#### Exercise materials
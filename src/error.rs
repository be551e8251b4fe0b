//! Error types for the run engine.
//!
//! Validation failures carry enough context to be surfaced to callers with an
//! HTTP-like status (see [`EngineError::status_code`]). Infrastructure
//! failures are logged by the layer that observed them and then propagated.
//! Failures of the executed work itself are never errors here; they travel as
//! [`crate::models::TaskRunError`] data inside a completion.

use thiserror::Error;
use uuid::Uuid;

#[derive(Debug, Clone, PartialEq, Error)]
pub enum EngineError {
    #[error("Run {run_id} not found")]
    RunNotFound { run_id: Uuid },

    #[error("No execution snapshot found for run {run_id}")]
    SnapshotNotFound { run_id: Uuid },

    #[error("Snapshot {supplied} is not the latest snapshot for run {run_id} (latest is {latest})")]
    SnapshotConflict {
        run_id: Uuid,
        supplied: Uuid,
        latest: Uuid,
    },

    #[error("Waitpoint {waitpoint_id} not found")]
    WaitpointNotFound { waitpoint_id: Uuid },

    #[error("Batch {batch_id} not found")]
    BatchNotFound { batch_id: Uuid },

    #[error("Queue {queue} not found")]
    QueueNotFound { queue: String },

    #[error("Run {run_id} is already canceled")]
    RunAlreadyCanceled { run_id: Uuid },

    #[error("Run {run_id} is in state {state} which does not allow {operation}")]
    InvalidState {
        run_id: Uuid,
        state: String,
        operation: String,
    },

    #[error("Run {run_id} already used all {max_attempts} attempts")]
    MaxAttemptsReached { run_id: Uuid, max_attempts: u32 },

    #[error("Invalid input: {0}")]
    InvalidInput(String),

    #[error("Timed out after {timeout_ms}ms acquiring lock for {operation} on {resources:?}")]
    LockTimeout {
        operation: String,
        resources: Vec<String>,
        timeout_ms: u64,
    },

    #[error("Database error: {0}")]
    Database(String),

    #[error("Queue error: {0}")]
    Queue(String),

    #[error("Serialization error: {0}")]
    Serialization(String),

    #[error("Configuration error: {0}")]
    Configuration(String),

    #[error("Internal error: {0}")]
    Internal(String),
}

impl EngineError {
    /// HTTP-like status code for the presentation layer.
    pub fn status_code(&self) -> u16 {
        match self {
            Self::RunNotFound { .. }
            | Self::SnapshotNotFound { .. }
            | Self::WaitpointNotFound { .. }
            | Self::BatchNotFound { .. }
            | Self::QueueNotFound { .. } => 404,
            Self::SnapshotConflict { .. } => 409,
            Self::RunAlreadyCanceled { .. }
            | Self::InvalidState { .. }
            | Self::MaxAttemptsReached { .. } => 422,
            Self::InvalidInput(_) => 400,
            Self::LockTimeout { .. } => 503,
            Self::Database(_)
            | Self::Queue(_)
            | Self::Serialization(_)
            | Self::Configuration(_)
            | Self::Internal(_) => 500,
        }
    }

    /// Validation errors are the caller's fault and must not be retried blindly.
    pub fn is_validation_error(&self) -> bool {
        self.status_code() < 500
    }

    /// Infrastructure errors the caller may retry as a whole operation.
    pub fn is_retryable(&self) -> bool {
        matches!(
            self,
            Self::LockTimeout { .. } | Self::Database(_) | Self::Queue(_)
        )
    }

    pub fn snapshot_conflict(run_id: Uuid, supplied: Uuid, latest: Uuid) -> Self {
        Self::SnapshotConflict {
            run_id,
            supplied,
            latest,
        }
    }

    pub fn invalid_state(
        run_id: Uuid,
        state: impl ToString,
        operation: impl Into<String>,
    ) -> Self {
        Self::InvalidState {
            run_id,
            state: state.to_string(),
            operation: operation.into(),
        }
    }
}

impl From<serde_json::Error> for EngineError {
    fn from(error: serde_json::Error) -> Self {
        EngineError::Serialization(format!("JSON serialization error: {error}"))
    }
}

#[cfg(feature = "postgres")]
impl From<sqlx::Error> for EngineError {
    fn from(err: sqlx::Error) -> Self {
        EngineError::Database(err.to_string())
    }
}

#[cfg(feature = "postgres")]
impl From<sqlx::migrate::MigrateError> for EngineError {
    fn from(err: sqlx::migrate::MigrateError) -> Self {
        EngineError::Database(format!("Migration failed: {err}"))
    }
}

#[cfg(any(feature = "redis-queue", feature = "redis-lock"))]
impl From<redis::RedisError> for EngineError {
    fn from(err: redis::RedisError) -> Self {
        EngineError::Queue(err.to_string())
    }
}

impl From<config::ConfigError> for EngineError {
    fn from(err: config::ConfigError) -> Self {
        EngineError::Configuration(err.to_string())
    }
}

pub type EngineResult<T> = Result<T, EngineError>;

#[cfg(test)]
mod tests {
    use super::*;

    #[test]
    fn test_snapshot_conflict_is_409() {
        let err = EngineError::snapshot_conflict(Uuid::now_v7(), Uuid::now_v7(), Uuid::now_v7());
        assert_eq!(err.status_code(), 409);
        assert!(err.is_validation_error());
        assert!(!err.is_retryable());
    }

    #[test]
    fn test_infrastructure_errors_are_retryable() {
        let err = EngineError::LockTimeout {
            operation: "startRunAttempt".to_string(),
            resources: vec!["run".to_string()],
            timeout_ms: 10,
        };
        assert!(err.is_retryable());
        assert_eq!(err.status_code(), 503);
        assert!(!EngineError::Internal("boom".into()).is_retryable());
    }
}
########
Task.
An exact copy of the listing is the goal. Transcribe it in full.

Solution to this problem.
filename src/error.rs
repository be551e8251b4fe0b
//! Error types for the run engine.
//!
//! Validation failures carry enough context to be surfaced to callers with an
//! HTTP-like status (see [`EngineError::status_code`]). Infrastructure
//! failures are logged by the layer that observed them and then propagated.
//! Failures of the executed work itself are never errors here; they travel as
//! [`crate::models::TaskRunError`] data inside a completion.

use thiserror::Error;
use uuid::Uuid;

#[derive(Debug, Clone, PartialEq, Error)]
pub enum EngineError {
    #[error("Run {run_id} not found")]
    RunNotFound { run_id: Uuid },

    #[error("No execution snapshot found for run {run_id}")]
    SnapshotNotFound { run_id: Uuid },

    #[error("Snapshot {supplied} is not the latest snapshot for run {run_id} (latest is {latest})")]
    SnapshotConflict {
        run_id: Uuid,
        supplied: Uuid,
        latest: Uuid,
    },

    #[error("Waitpoint {waitpoint_id} not found")]
    WaitpointNotFound { waitpoint_id: Uuid },

    #[error("Batch {batch_id} not found")]
    BatchNotFound { batch_id: Uuid },

    #[error("Queue {queue} not found")]
    QueueNotFound { queue: String },

    #[error("Run {run_id} is already canceled")]
    RunAlreadyCanceled { run_id: Uuid },

    #[error("Run {run_id} is in state {state} which does not allow {operation}")]
    InvalidState {
        run_id: Uuid,
        state: String,
        operation: String,
    },

    #[error("Run {run_id} already used all {max_attempts} attempts")]
    MaxAttemptsReached { run_id: Uuid, max_attempts: u32 },

    #[error("Invalid input: {0}")]
    InvalidInput(String),

    #[error("Timed out after {timeout_ms}ms acquiring lock for {operation} on {resources:?}")]
    LockTimeout {
        operation: String,
        resources: Vec<String>,
        timeout_ms: u64,
    },

    #[error("Database error: {0}")]
    Database(String),

    #[error("Queue error: {0}")]
    Queue(String),

    #[error("Serialization error: {0}")]
    Serialization(String),

    #[error("Configuration error: {0}")]
    Configuration(String),

    #[error("Internal error: {0}")]
    Internal(String),
}

impl EngineError {
    /// HTTP-like status code for the presentation layer.
    pub fn status_code(&self) -> u16 {
        match self {
            Self::RunNotFound { .. }
            | Self::SnapshotNotFound { .. }
            | Self::WaitpointNotFound { .. }
            | Self::BatchNotFound { .. }
            | Self::QueueNotFound { .. } => 404,
            Self::SnapshotConflict { .. } => 409,
            Self::RunAlreadyCanceled { .. }
            | Self::InvalidState { .. }
            | Self::MaxAttemptsReached { .. } => 422,
            Self::InvalidInput(_) => 400,
            Self::LockTimeout { .. } => 503,
            Self::Database(_)
            | Self::Queue(_)
            | Self::Serialization(_)
            | Self::Configuration(_)
            | Self::Internal(_) => 500,
        }
    }

    /// Validation errors are the caller's fault and must not be retried blindly.
    pub fn is_validation_error(&self) -> bool {
        self.status_code() < 500
    }

    /// Infrastructure errors the caller may retry as a whole operation.
    pub fn is_retryable(&self) -> bool {
        matches!(
            self,
            Self::LockTimeout { .. } | Self::Database(_) | Self::Queue(_)
        )
    }

    pub fn snapshot_conflict(run_id: Uuid, supplied: Uuid, latest: Uuid) -> Self {
        Self::SnapshotConflict {
            run_id,
            supplied,
            latest,
        }
    }

    pub fn invalid_state(
        run_id: Uuid,
        state: impl ToString,
        operation: impl Into<String>,
    ) -> Self {
        Self::InvalidState {
            run_id,
            state: state.to_string(),
            operation: operation.into(),
        }
    }
}

impl From<serde_json::Error> for EngineError {
    fn from(error: serde_json::Error) -> Self {
        EngineError::Serialization(format!("JSON serialization error: {error}"))
    }
}

#[cfg(feature = "postgres")]
impl From<sqlx::Error> for EngineError {
    fn from(err: sqlx::Error) -> Self {
        EngineError::Database(err.to_string())
    }
}

#[cfg(feature = "postgres")]
impl From<sqlx::migrate::MigrateError> for EngineError {
    fn from(err: sqlx::migrate::MigrateError) -> Self {
        EngineError::Database(format!("Migration failed: {err}"))
    }
}

#[cfg(any(feature = "redis-queue", feature = "redis-lock"))]
impl From<redis::RedisError> for EngineError {
    fn from(err: redis::RedisError) -> Self {
        EngineError::Queue(err.to_string())
    }
}

impl From<config::ConfigError> for EngineError {
    fn from(err: config::ConfigError) -> Self {
        EngineError::Configuration(err.to_string())
    }
}

pub type EngineResult<T> = Result<T, EngineError>;

#[cfg(test)]
mod tests {
    use super::*;

    #[test]
    fn test_snapshot_conflict_is_409() {
        let err = EngineError::snapshot_conflict(Uuid::now_v7(), Uuid::now_v7(), Uuid::now_v7());
        assert_eq!(err.status_code(), 409);
        assert!(err.is_validation_error());
        assert!(!err.is_retryable());
    }

    #[test]
    fn test_infrastructure_errors_are_retryable() {
        let err = EngineError::LockTimeout {
            operation: "startRunAttempt".to_string(),
            resources: vec!["run".to_string()],
            timeout_ms: 10,
        };
        assert!(err.is_retryable());
        assert_eq!(err.status_code(), 503);
        assert!(!EngineError::Internal("boom".into()).is_retryable());
    }
}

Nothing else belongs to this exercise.